Numerics/Interpolation Extrapolation: Difference between revisions

Latest revision as of 06:12, 20 June 2026

Interpolation & Extrapolation is about constructing new data points from a discrete set of known data points. Interpolation fills gaps *within* the known range; extrapolation ventures *outside* it — which is almost always a terrible idea.

The One-Sentence Opinion

Use cubic splines for smooth data, linear interpolation when you're in a hurry or the data is dense, and never trust an extrapolation unless you have a physical model backing it up. Polynomial interpolation of high degree is a trap — Runge's phenomenon will ruin your day.

Interpolation vs. Extrapolation

	Interpolation	Extrapolation
What	Estimate \(y\) for \(x\) inside the convex hull of known points	Estimate \(y\) for \(x\) outside the known range
Reliability	Generally trustworthy with a sensible method	Fragile, unreliable, sometimes catastrophically wrong
Use case	Upsampling, regridding, filling missing data	Forecasting, extending a trend — but you probably shouldn't
Opinion	Go ahead	Don't. Or at least know exactly why you're doing it.

Linear Interpolation

The simplest method: connect the dots with straight lines.
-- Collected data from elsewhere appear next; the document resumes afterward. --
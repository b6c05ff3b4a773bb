//! Department reference-data routes (admin only).

use axum::{
    Router,
    routing::{get, post},
};
use util::state::AppState;

pub mod get;
pub mod post;

use get::get_departments;
use post::create_department;

/// Builds and returns the `/departments` route group.
///
/// Routes:
/// - `POST /departments` → Create a department
/// - `GET  /departments` → List departments
pub fn departments_routes() -> Router<AppState> {
    Router::new()
        .route("/", post(create_department))
        .route("/", get(get_departments))
}
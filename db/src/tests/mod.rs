mod helpers;

mod assignment_tests;
mod grading_tests;
mod grievance_tests;
mod ledger_tests;
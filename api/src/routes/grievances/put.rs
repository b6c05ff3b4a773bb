use axum::{
    Extension, Json,
    extract::{Path, State},
    http::StatusCode,
    response::IntoResponse,
};
use common::format_validation_errors;
use db::models::grievance::Model as GrievanceModel;
use serde::Deserialize;
use util::state::AppState;
use validator::Validate;

use crate::auth::AuthUser;
use crate::response::ApiResponse;
use crate::routes::common::domain_error;
use crate::routes::sheets::grievances::post::GrievanceResponse;

#[derive(Debug, Deserialize, Validate)]
pub struct ResolveGrievanceRequest {
    #[validate(length(min = 1, message = "A response to the student is required"))]
    pub response: String,

    pub updated_marks: i64,
}

#[derive(Debug, Deserialize, Validate)]
pub struct RejectGrievanceRequest {
    #[validate(length(min = 1, message = "A response to the student is required"))]
    pub response: String,
}

/// PUT /api/grievances/{grievance_id}/review
///
/// Take a pending grievance under review. The caller must hold the exam's
/// teacher assignment for the disputed question.
///
/// ### Responses
/// - `200 OK` with the grievance in `under_review`
/// - `403 Forbidden` (question outside the caller's assignment)
/// - `404 Not Found` (unknown grievance)
/// - `409 Conflict` (not currently `pending`)
pub async fn begin_review(
    State(app_state): State<AppState>,
    Path(grievance_id): Path<i64>,
    Extension(AuthUser(claims)): Extension<AuthUser>,
) -> impl IntoResponse {
    let db = app_state.db();

    match GrievanceModel::begin_review(db, grievance_id, claims.sub).await {
        Ok(grievance) => (
            StatusCode::OK,
            Json(ApiResponse::success(
                GrievanceResponse::from(grievance),
                "Grievance taken under review",
            )),
        ),
        Err(e) => domain_error(e),
    }
}

/// PUT /api/grievances/{grievance_id}/resolve
///
/// Resolve the grievance in the student's favor: overwrite the question's
/// marks with `updated_marks`, recompute the sheet total, and close the
/// grievance — atomically. If the mark correction fails, the grievance
/// stays open.
///
/// ### Request Body
/// ```json
/// {
///   "response": "Agreed, the back page was missed",
///   "updated_marks": 9
/// }
/// ```
///
/// ### Responses
/// - `200 OK` with the resolved grievance (`updated_marks` set)
/// - `400 Bad Request` (marks outside `[0, max]` for the question)
/// - `403 Forbidden` (question outside the caller's assignment)
/// - `404 Not Found` (unknown grievance, or the question's ledger entry is
///   missing)
/// - `409 Conflict` (grievance already resolved or rejected)
pub async fn resolve_grievance(
    State(app_state): State<AppState>,
    Path(grievance_id): Path<i64>,
    Extension(AuthUser(claims)): Extension<AuthUser>,
    Json(req): Json<ResolveGrievanceRequest>,
) -> impl IntoResponse {
    if let Err(validation_errors) = req.validate() {
        let error_message = format_validation_errors(&validation_errors);
        return (
            StatusCode::BAD_REQUEST,
            Json(ApiResponse::<GrievanceResponse>::error(error_message)),
        );
    }

    let db = app_state.db();

    match GrievanceModel::resolve(db, grievance_id, claims.sub, &req.response, req.updated_marks)
        .await
    {
        Ok(grievance) => (
            StatusCode::OK,
            Json(ApiResponse::success(
                GrievanceResponse::from(grievance),
                "Grievance resolved successfully",
            )),
        ),
        Err(e) => domain_error(e),
    }
}

/// PUT /api/grievances/{grievance_id}/reject
///
/// Reject the grievance with a response to the student. Marks are untouched.
///
/// ### Responses
/// - `200 OK` with the rejected grievance
/// - `403 Forbidden` (question outside the caller's assignment)
/// - `404 Not Found` (unknown grievance)
/// - `409 Conflict` (grievance already resolved or rejected)
pub async fn reject_grievance(
    State(app_state): State<AppState>,
    Path(grievance_id): Path<i64>,
    Extension(AuthUser(claims)): Extension<AuthUser>,
    Json(req): Json<RejectGrievanceRequest>,
) -> impl IntoResponse {
    if let Err(validation_errors) = req.validate() {
        let error_message = format_validation_errors(&validation_errors);
        return (
            StatusCode::BAD_REQUEST,
            Json(ApiResponse::<GrievanceResponse>::error(error_message)),
        );
    }

    let db = app_state.db();

    match GrievanceModel::reject(db, grievance_id, claims.sub, &req.response).await {
        Ok(grievance) => (
            StatusCode::OK,
            Json(ApiResponse::success(
                GrievanceResponse::from(grievance),
                "Grievance rejected",
            )),
        ),
        Err(e) => domain_error(e),
    }
}
use std::collections::{BTreeMap, BTreeSet};

use crate::error::DomainError;
use crate::models::exam_teacher_assignment::Model as AssignmentModel;
use crate::tests::helpers::fixture;

#[tokio::test]
async fn assign_then_authorized_questions_round_trips() {
    let f = fixture().await;

    // The fixture assigned questions 1-3 to the teacher.
    let questions = AssignmentModel::authorized_questions(&f.db, f.exam.id, f.teacher.id)
        .await
        .unwrap();
    assert_eq!(questions, BTreeSet::from([1, 2, 3]));
}

#[tokio::test]
async fn unassigned_teacher_has_no_authorized_questions() {
    let f = fixture().await;

    let questions = AssignmentModel::authorized_questions(&f.db, f.exam.id, f.other_teacher.id)
        .await
        .unwrap();
    assert!(questions.is_empty());
}

#[tokio::test]
async fn overlapping_questions_across_teachers_are_rejected() {
    let f = fixture().await;

    let result = AssignmentModel::assign(
        &f.db,
        f.exam.id,
        f.other_teacher.id,
        &BTreeSet::from([3, 4]),
        &BTreeMap::from([(3, 10), (4, 10)]),
    )
    .await;

    match result {
        Err(DomainError::Overlap {
            question_number,
            teacher_id,
        }) => {
            assert_eq!(question_number, 3);
            assert_eq!(teacher_id, f.teacher.id);
        }
        other => panic!("expected Overlap, got {other:?}"),
    }

    // The conflicting teacher gained nothing.
    let questions = AssignmentModel::authorized_questions(&f.db, f.exam.id, f.other_teacher.id)
        .await
        .unwrap();
    assert!(questions.is_empty());
}

#[tokio::test]
async fn disjoint_assignment_is_accepted() {
    let f = fixture().await;

    AssignmentModel::assign(
        &f.db,
        f.exam.id,
        f.other_teacher.id,
        &BTreeSet::from([4, 5]),
        &BTreeMap::from([(4, 10), (5, 10)]),
    )
    .await
    .unwrap();

    let questions = AssignmentModel::authorized_questions(&f.db, f.exam.id, f.other_teacher.id)
        .await
        .unwrap();
    assert_eq!(questions, BTreeSet::from([4, 5]));
}

#[tokio::test]
async fn reassigning_the_same_teacher_replaces_the_question_set() {
    let f = fixture().await;

    AssignmentModel::assign(
        &f.db,
        f.exam.id,
        f.teacher.id,
        &BTreeSet::from([2, 3]),
        &BTreeMap::from([(2, 5), (3, 15)]),
    )
    .await
    .unwrap();

    let questions = AssignmentModel::authorized_questions(&f.db, f.exam.id, f.teacher.id)
        .await
        .unwrap();
    assert_eq!(questions, BTreeSet::from([2, 3]));

    // Still exactly one row for the (exam, teacher) pair.
    let rows = AssignmentModel::find_for_exam(&f.db, f.exam.id).await.unwrap();
    assert_eq!(rows.len(), 1);

    let max = AssignmentModel::max_marks_for(&f.db, f.exam.id, 3)
        .await
        .unwrap();
    assert_eq!(max, Some(15));
}

#[tokio::test]
async fn assignment_validation_rejects_malformed_input() {
    let f = fixture().await;

    // Question set and marks keys disagree.
    let mismatch = AssignmentModel::assign(
        &f.db,
        f.exam.id,
        f.other_teacher.id,
        &BTreeSet::from([4, 5]),
        &BTreeMap::from([(4, 10)]),
    )
    .await;
    assert!(matches!(mismatch, Err(DomainError::InvalidAssignment(_))));

    // Question numbers must be positive.
    let non_positive = AssignmentModel::assign(
        &f.db,
        f.exam.id,
        f.other_teacher.id,
        &BTreeSet::from([0]),
        &BTreeMap::from([(0, 10)]),
    )
    .await;
    assert!(matches!(non_positive, Err(DomainError::InvalidAssignment(_))));

    // Maximum marks must be positive.
    let zero_max = AssignmentModel::assign(
        &f.db,
        f.exam.id,
        f.other_teacher.id,
        &BTreeSet::from([4]),
        &BTreeMap::from([(4, 0)]),
    )
    .await;
    assert!(matches!(zero_max, Err(DomainError::InvalidAssignment(_))));

    // Empty assignments are meaningless.
    let empty = AssignmentModel::assign(
        &f.db,
        f.exam.id,
        f.other_teacher.id,
        &BTreeSet::new(),
        &BTreeMap::new(),
    )
    .await;
    assert!(matches!(empty, Err(DomainError::InvalidAssignment(_))));
}

#[tokio::test]
async fn max_marks_for_unknown_question_is_none() {
    let f = fixture().await;

    let max = AssignmentModel::max_marks_for(&f.db, f.exam.id, 99)
        .await
        .unwrap();
    assert_eq!(max, None);
}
Between \((x_i, y_i)\) and \((x_{i+1}, y_{i+1})\):

\[ y(x) = y_i + \frac{(y_{i+1} - y_i)(x - x_i)}{x_{i+1} - x_i} \]

When to use it

Densely sampled data (point spacing much smaller than feature scale)
You don't care about derivative continuity
Quick visualization

When not to

Sparse data with curvature — you'll get visible kinks
You need a smooth derivative
Almost never for extrapolation (the slope at the last segment is arbitrary)

Python

import numpy as np

def linear_interpolate(x_known, y_known, x_query):
    """Linear interpolation. x_known must be sorted."""
    idx = np.searchsorted(x_known, x_query)
    # Clamp to valid range
    idx = np.clip(idx, 1, len(x_known) - 1)
    x_left, x_right = x_known[idx - 1], x_known[idx]
    y_left, y_right = y_known[idx - 1], y_known[idx]
    t = (x_query - x_left) / (x_right - x_left)
    return y_left + t * (y_right - y_left)

Or just use NumPy:

y_query = np.interp(x_query, x_known, y_known)

np.interp is fast, vectorized, and does exactly what you think. It's the right tool about 40% of the time.

Polynomial Interpolation

Fit a single polynomial \(P_n(x)\) of degree \(n-1\) through \(n\) points. The polynomial exists and is unique, but that doesn't mean it's a good idea.

Vandermonde (don't do this)

The obvious approach — solve \(V \mathbf{c} = \mathbf{y}\) where \(V_{ij} = x_i^{\,j}\) — is numerically unstable for anything beyond degree 5 or 6. The Vandermonde matrix is ill-conditioned.

Lagrange Form

\[ P(x) = \sum_{i=0}^{n-1} y_i \prod_{j \neq i} \frac{x - x_j}{x_i - x_j} \]

Mathematically elegant, computationally inefficient (\(O(n^2)\) per evaluation), and prone to massive oscillations between points — Runge's phenomenon.

Runge's Phenomenon

If you interpolate \(f(x) = 1/(1 + 25x^2)\) on \([-1,1]\) with equispaced points, a high-degree polynomial goes berserk near the endpoints. The cure is *not* more points — that makes it worse. The cure is don't use high-degree polynomials.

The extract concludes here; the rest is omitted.